A desventura de André Ventura

Quando a significância de André Ventura resulta de assumir posições que no passado levaram às maiores desgraças é assustador. Representa, em termos políticos, o que de mais simbólico existe de desventura humana – a perseguição a outros seres humanos.

Os humanos são seres muito especiais. Vêm de muito longe, diz-se que do fundo dos tempos. Quem viu o magnífico filme de Stanley Kubrik 2001: Odisseia no espaço terá certamente registado o instante em que de um grupo de macacos se destaca, e servindo-se de um osso de um outro animal, “dá conta” que o pode usar com violência contra outro. Descobre o instrumento/ferramenta.

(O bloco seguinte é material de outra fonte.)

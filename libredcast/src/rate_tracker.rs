//! Per-credential sliding-window request counting
//!
//! Tracks how many requests each credential has made in the current fixed
//! window. Two layers: an in-memory map as the fast path, and a durable
//! `usage_windows` row per bucket so that multiple service instances sharing
//! a credential pool see each other's traffic.

use std::collections::HashMap;
use std::sync::Mutex;
use tracing::warn;

use crate::db::Database;
use crate::error::Result;

/// Fixed window size in seconds
pub const WINDOW_SECS: i64 = 60;

/// Fraction of the quota at which a credential should be rotated away from,
/// in percent. Waiting for an upstream 429 instead would burn a request and
/// a full backoff cycle.
const NEAR_LIMIT_PERCENT: u32 = 80;

struct MemWindow {
    window_start: i64,
    count: u32,
}

pub struct RateTracker {
    db: Database,
    quota: u32,
    windows: Mutex<HashMap<String, MemWindow>>,
}

impl RateTracker {
    pub fn new(db: Database, quota: u32) -> Self {
        Self {
            db,
            quota,
            windows: Mutex::new(HashMap::new()),
        }
    }

    /// Get the window start timestamp (floor to the window size)
    pub fn window_start(now: i64) -> i64 {
        (now / WINDOW_SECS) * WINDOW_SECS
    }

    /// Record one request for a credential.
    ///
    /// Increments the in-memory counter and the durable counter row for the
    /// current bucket. A durable-write failure is logged and swallowed; the
    /// in-memory counter stays authoritative for this process.
    pub async fn record(&self, credential_id: &str, endpoint: &str, now: i64) {
        let window_start = Self::window_start(now);

        {
            let mut windows = self.windows.lock().unwrap();
            let entry = windows
                .entry(credential_id.to_string())
                .or_insert(MemWindow {
                    window_start,
                    count: 0,
                });
            if entry.window_start != window_start {
                // Rolled over; the stale bucket is superseded, not cleared
                entry.window_start = window_start;
                entry.count = 0;
            }
            entry.count += 1;
        }

        if let Err(e) = self
            .db
            .increment_usage_window(credential_id, window_start, endpoint, now)
            .await
        {
            warn!(
                "Durable usage counter write failed for {}: {}",
                credential_id, e
            );
        }
    }

    /// Requests recorded for this credential in the current window.
    pub fn current_count(&self, credential_id: &str, now: i64) -> u32 {
        let window_start = Self::window_start(now);
        let windows = self.windows.lock().unwrap();

        match windows.get(credential_id) {
            Some(w) if w.window_start == window_start => w.count,
            _ => 0,
        }
    }

    /// Whether the credential has reached the proactive-rotation threshold.
    ///
    /// This is not a hard block; it tells the selector to prefer a colder
    /// credential before the upstream starts returning 429s.
    pub fn is_near_limit(&self, credential_id: &str, now: i64) -> bool {
        self.current_count(credential_id, now) * 100 >= self.quota * NEAR_LIMIT_PERCENT
    }

    /// Durable request count for the credential's current window.
    ///
    /// Reads the cross-process counter table rather than the in-memory map;
    /// the selector uses this as its tie-breaker so instances sharing the
    /// pool agree on load.
    pub async fn durable_count(&self, credential_id: &str, now: i64) -> Result<i64> {
        self.db
            .usage_window_count(credential_id, Self::window_start(now))
            .await
    }

    pub fn quota(&self) -> u32 {
        self.quota
    }
}

#[cfg(test)]
mod tests {
    use super::*;
    use tempfile::TempDir;

    async fn setup_test_db() -> (TempDir, Database) {
        let temp_dir = TempDir::new().unwrap();
        let db_path = temp_dir.path().join("test.db");
        let db = Database::new(&db_path.to_string_lossy()).await.unwrap();
        (temp_dir, db)
    }

    #[tokio::test]
    async fn test_counts_start_at_zero() {
        let (_temp, db) = setup_test_db().await;
        let tracker = RateTracker::new(db, 60);

        assert_eq!(tracker.current_count("c1", 1_000_000), 0);
        assert!(!tracker.is_near_limit("c1", 1_000_000));
    }

    #[tokio::test]
    async fn test_record_increments_both_layers() {
        let (_temp, db) = setup_test_db().await;
        let tracker = RateTracker::new(db.clone(), 60);
        let now = 1_000_000;

        for _ in 0..5 {
            tracker.record("c1", "/api/submit", now).await;
        }

        assert_eq!(tracker.current_count("c1", now), 5);
        assert_eq!(tracker.durable_count("c1", now).await.unwrap(), 5);
        assert_eq!(
            db.usage_window_count("c1", RateTracker::window_start(now))
                .await
                .unwrap(),
            5
        );
    }

    #[tokio::test]
    async fn test_durable_row_tracks_last_request() {
        let (_temp, db) = setup_test_db().await;
        let tracker = RateTracker::new(db.clone(), 60);

        tracker.record("c1", "/api/submit", 1_000_000).await;
        tracker.record("c1", "/user/submitted", 1_000_005).await;

        let window = db
            .get_usage_window("c1", RateTracker::window_start(1_000_000))
            .await
            .unwrap()
            .unwrap();
        assert_eq!(window.request_count, 2);
        assert_eq!(window.last_request_at, Some(1_000_005));
        assert_eq!(window.last_endpoint.as_deref(), Some("/user/submitted"));
    }

    #[tokio::test]
    async fn test_near_limit_threshold() {
        let (_temp, db) = setup_test_db().await;
        let tracker = RateTracker::new(db, 60);
        let now = 1_000_000;

        for _ in 0..47 {
            tracker.record("c1", "/api/submit", now).await;
        }
        assert!(!tracker.is_near_limit("c1", now), "47/60 is under 80%");

        tracker.record("c1", "/api/submit", now).await;
        assert!(tracker.is_near_limit("c1", now), "48/60 hits 80%");
    }

    #[tokio::test]
    async fn test_window_rollover_resets_memory_counter() {
        let (_temp, db) = setup_test_db().await;
        let tracker = RateTracker::new(db.clone(), 60);
        let first_window = 1_000_020;

        for _ in 0..10 {
            tracker.record("c1", "/api/submit", first_window).await;
        }

        let next_window = first_window + WINDOW_SECS;
        assert_eq!(tracker.current_count("c1", next_window), 0);

        tracker.record("c1", "/api/submit", next_window).await;
        assert_eq!(tracker.current_count("c1", next_window), 1);

        // The previous durable bucket is superseded, not rewritten
        assert_eq!(
            db.usage_window_count("c1", RateTracker::window_start(first_window))
                .await
                .unwrap(),
            10
        );
        assert_eq!(
            db.usage_window_count("c1", RateTracker::window_start(next_window))
                .await
                .unwrap(),
            1
        );
    }

    #[tokio::test]
    async fn test_credentials_are_independent() {
        let (_temp, db) = setup_test_db().await;
        let tracker = RateTracker::new(db, 10);
        let now = 1_000_000;

        for _ in 0..8 {
            tracker.record("hot", "/api/submit", now).await;
        }
        tracker.record("cold", "/api/submit", now).await;

        assert!(tracker.is_near_limit("hot", now));
        assert!(!tracker.is_near_limit("cold", now));
        assert_eq!(tracker.current_count("cold", now), 1);
    }

    #[tokio::test]
    async fn test_durable_counter_survives_new_tracker() {
        let (_temp, db) = setup_test_db().await;
        let now = 1_000_000;

        {
            let tracker = RateTracker::new(db.clone(), 60);
            for _ in 0..3 {
                tracker.record("c1", "/api/submit", now).await;
            }
        }

        // A fresh tracker (new process) has no in-memory state but still
        // sees the shared durable count.
        let tracker = RateTracker::new(db, 60);
        assert_eq!(tracker.current_count("c1", now), 0);
        assert_eq!(tracker.durable_count("c1", now).await.unwrap(), 3);
    }
}
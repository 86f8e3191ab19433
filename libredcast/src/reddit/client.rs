//! HTTP implementation of the Reddit API
//!
//! All requests carry the configured identifying User-Agent and a per-call
//! timeout. Responses are classified into [`ApiError`] variants here so the
//! retry executor can decide what is worth repeating.

use async_trait::async_trait;
use std::sync::Arc;
use std::time::Duration;
use tracing::debug;

use super::submit::{form_fields, parse_error_body, parse_submit_response};
use super::{ApiResult, RedditApi, RemotePost, SubmissionOutcome, SubmitRequest, TokenResponse};
use crate::cache::Cache;
use crate::config::RedditConfig;
use crate::error::ApiError;

/// Timeout for ordinary API calls
const DEFAULT_TIMEOUT: Duration = Duration::from_secs(30);

/// Timeout for listing endpoints, which are markedly slower upstream
const LISTING_TIMEOUT: Duration = Duration::from_secs(120);

/// How long cached subreddit metadata stays fresh
const SUBREDDIT_CACHE_TTL: Duration = Duration::from_secs(600);

pub struct RedditClient {
    http: reqwest::Client,
    client_id: String,
    client_secret: String,
    api_base: String,
    auth_base: String,
    cache: Arc<Cache>,
}

impl RedditClient {
    pub fn new(config: &RedditConfig, cache: Arc<Cache>) -> ApiResult<Self> {
        let http = reqwest::Client::builder()
            .user_agent(config.user_agent.as_str())
            .timeout(DEFAULT_TIMEOUT)
            .build()
            .map_err(|e| ApiError::Transient(format!("failed to build HTTP client: {}", e)))?;

        Ok(Self {
            http,
            client_id: config.client_id.clone(),
            client_secret: config.client_secret.clone(),
            api_base: config.api_base.trim_end_matches('/').to_string(),
            auth_base: config.auth_base.trim_end_matches('/').to_string(),
            cache,
        })
    }

    fn map_request_error(e: reqwest::Error) -> ApiError {
        if e.is_timeout() {
            ApiError::Transient(format!("request timed out: {}", e))
        } else {
            ApiError::Transient(format!("network error: {}", e))
        }
    }

    /// Turn a response into JSON or a classified error.
    async fn json_or_error(response: reqwest::Response) -> ApiResult<serde_json::Value> {
        let status = response.status();

        if status.is_success() {
            return response
                .json::<serde_json::Value>()
                .await
                .map_err(|e| ApiError::Rejected(format!("unparseable upstream response: {}", e)));
        }

        let code = status.as_u16();
        let body = response.text().await.unwrap_or_default();
        Err(ApiError::from_status(code, parse_error_body(code, &body)))
    }

    async fn get_json(&self, access_token: &str, path: &str, timeout: Duration)
        -> ApiResult<serde_json::Value>
    {
        let url = format!("{}{}", self.api_base, path);
        debug!("GET {}", url);

        let response = self
            .http
            .get(&url)
            .bearer_auth(access_token)
            .timeout(timeout)
            .send()
            .await
            .map_err(Self::map_request_error)?;

        Self::json_or_error(response).await
    }

    /// Fetch through the TTL cache; subreddit metadata changes slowly enough
    /// that every tick re-reading it would waste quota.
    async fn get_json_cached(
        &self,
        access_token: &str,
        path: &str,
    ) -> ApiResult<serde_json::Value> {
        if let Some(value) = self.cache.get(path) {
            debug!("cache hit for {}", path);
            return Ok(value);
        }

        let value = self.get_json(access_token, path, DEFAULT_TIMEOUT).await?;
        self.cache.put(path, value.clone(), SUBREDDIT_CACHE_TTL);
        Ok(value)
    }
}

#[async_trait]
impl RedditApi for RedditClient {
    async fn refresh_token(&self, refresh_token: &str) -> ApiResult<TokenResponse> {
        let url = format!("{}/api/v1/access_token", self.auth_base);
        let params = [
            ("grant_type", "refresh_token"),
            ("refresh_token", refresh_token),
        ];

        let response = self
            .http
            .post(&url)
            .basic_auth(&self.client_id, Some(&self.client_secret))
            .form(&params)
            .timeout(DEFAULT_TIMEOUT)
            .send()
            .await
            .map_err(Self::map_request_error)?;

        let status = response.status();
        if !status.is_success() {
            let code = status.as_u16();
            let body = response.text().await.unwrap_or_default();
            return Err(ApiError::from_status(code, parse_error_body(code, &body)));
        }

        response
            .json::<TokenResponse>()
            .await
            .map_err(|e| ApiError::Auth(format!("unparseable token response: {}", e)))
    }

    async fn submit(
        &self,
        access_token: &str,
        request: &SubmitRequest,
    ) -> ApiResult<SubmissionOutcome> {
        let url = format!("{}/api/submit", self.api_base);
        let fields = form_fields(request);
        debug!("POST {} kind={}", url, request.kind.as_str());

        let response = self
            .http
            .post(&url)
            .bearer_auth(access_token)
            .form(&fields)
            .timeout(DEFAULT_TIMEOUT)
            .send()
            .await
            .map_err(Self::map_request_error)?;

        let value = Self::json_or_error(response).await?;

        parse_submit_response(&value).ok_or_else(|| {
            ApiError::Rejected(format!(
                "could not locate a post id in submit response: {}",
                value
            ))
        })
    }

    async fn me(&self, access_token: &str) -> ApiResult<serde_json::Value> {
        self.get_json(access_token, "/api/v1/me", DEFAULT_TIMEOUT)
            .await
    }

    async fn user_about(
        &self,
        access_token: &str,
        username: &str,
    ) -> ApiResult<serde_json::Value> {
        let path = format!("/user/{}/about.json", username);
        self.get_json(access_token, &path, DEFAULT_TIMEOUT).await
    }

    async fn subreddit_about(
        &self,
        access_token: &str,
        subreddit: &str,
    ) -> ApiResult<serde_json::Value> {
        let path = format!("/r/{}/about.json", subreddit);
        self.get_json_cached(access_token, &path).await
    }

    async fn subreddit_rules(
        &self,
        access_token: &str,
        subreddit: &str,
    ) -> ApiResult<serde_json::Value> {
        let path = format!("/r/{}/about/rules.json", subreddit);
        self.get_json_cached(access_token, &path).await
    }

    async fn user_posts(
        &self,
        access_token: &str,
        username: &str,
        limit: u32,
    ) -> ApiResult<Vec<RemotePost>> {
        let path = format!("/user/{}/submitted.json?limit={}", username, limit);
        let value = self.get_json(access_token, &path, LISTING_TIMEOUT).await?;

        Ok(parse_listing(&value))
    }
}

/// Flatten a listing response into remote posts, skipping malformed entries.
fn parse_listing(value: &serde_json::Value) -> Vec<RemotePost> {
    let children = match value
        .get("data")
        .and_then(|d| d.get("children"))
        .and_then(|c| c.as_array())
    {
        Some(children) => children,
        None => return Vec::new(),
    };

    children
        .iter()
        .filter_map(|child| {
            let data = child.get("data")?;
            let id = data
                .get("name")
                .and_then(|v| v.as_str())
                .or_else(|| data.get("id").and_then(|v| v.as_str()))?;

            Some(RemotePost {
                reddit_post_id: id.to_string(),
                title: data
                    .get("title")
                    .and_then(|v| v.as_str())
                    .unwrap_or_default()
                    .to_string(),
                subreddit: data
                    .get("subreddit")
                    .and_then(|v| v.as_str())
                    .unwrap_or_default()
                    .to_string(),
                permalink: data
                    .get("permalink")
                    .and_then(|v| v.as_str())
                    .map(|s| s.to_string()),
                posted_at: data.get("created_utc").and_then(|v| v.as_f64()).map(|f| f as i64),
            })
        })
        .collect()
}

Não se sabe com precisão o momento que os macacos se ergueram e iniciaram a sua marcha a caminho de se humanizar.

Sabe-se, no entanto, que esta verdade trouxe grandes dissabores a Darwin e continua a trazer a outros defensores do evolucionismo, dado o poder dos negacionistas que só aceitam a fórmula do Génesis e do casal desgraçado (Adão e Eva) para toda a eternidade devido à sua ambição em querer abarcar o conhecimento, o qual estava reservado à divindade.

Do grupo às tribos, às comunidades, às cidades, às nações e países, foi um longo percurso a desbravar ignorâncias e a abarcar conhecimentos.

Os filósofos gregos, não renegando as múltiplas divindades, defenderam o homem como medida das coisas. Epicuro foi mais longe e lançou a primeira pedra do materialismo.

As mãos que matavam e faziam razias podiam ter outros gestos e acarinhavam. Veio a escravatura e logo se impôs Espartacus.

Na velha Galileia, Cristo era Deus feito homem. São Paulo defendia que todos os homens eram irmãos, mas a própria Igreja se esqueceu dessa irmandade ao adotar as práticas do velho Império romano, incluindo a escravatura.

Portugal e Castela trouxeram a primeira globalização e com ela o colonialismo sustentado em Impérios.

E o mundo humano continuou na sua senda e a rodar, e o que parecia eterno afinal não era.

Vieram séculos de ignomínia com as perseguições aos judeus e hereges, a mando da Inquisição.

O colonialismo foi-se. E ficaram Gandhi e Mandela.

Hitler insistiu na estrela amarela na lapela dos judeus. E abriu fornos de cremação para quem não pertencia à raça ariana, incluindo ciganos e judeus.

Passaram há dias 75 anos da derrota do nazismo. A Europa e o mundo sofreram 50 milhões de mortos.

Parecia que havia um tempo gasto, morto. Mas a verdade é outra. Vozes enterradas fazem-se ouvir com o seu ódio, aproveitando o desencanto de um mundo com tanta desigualdade.

Quando a significância de André Ventura resulta de assumir posições que no passado levaram às maiores desgraças é assustador. A defesa do confinamento dos ciganos, da deportação de Joacine ou outras atoardas sobre o 25 de abril inserem-se num roteiro de aproveitamento político de alguém que se quer apresentar contra o sistema, mas sempre viveu dele desde o futebol à política mais reles.

Representa, em termos políticos, o que de mais simbólico existe de desventura humana – a perseguição a outros seres humanos.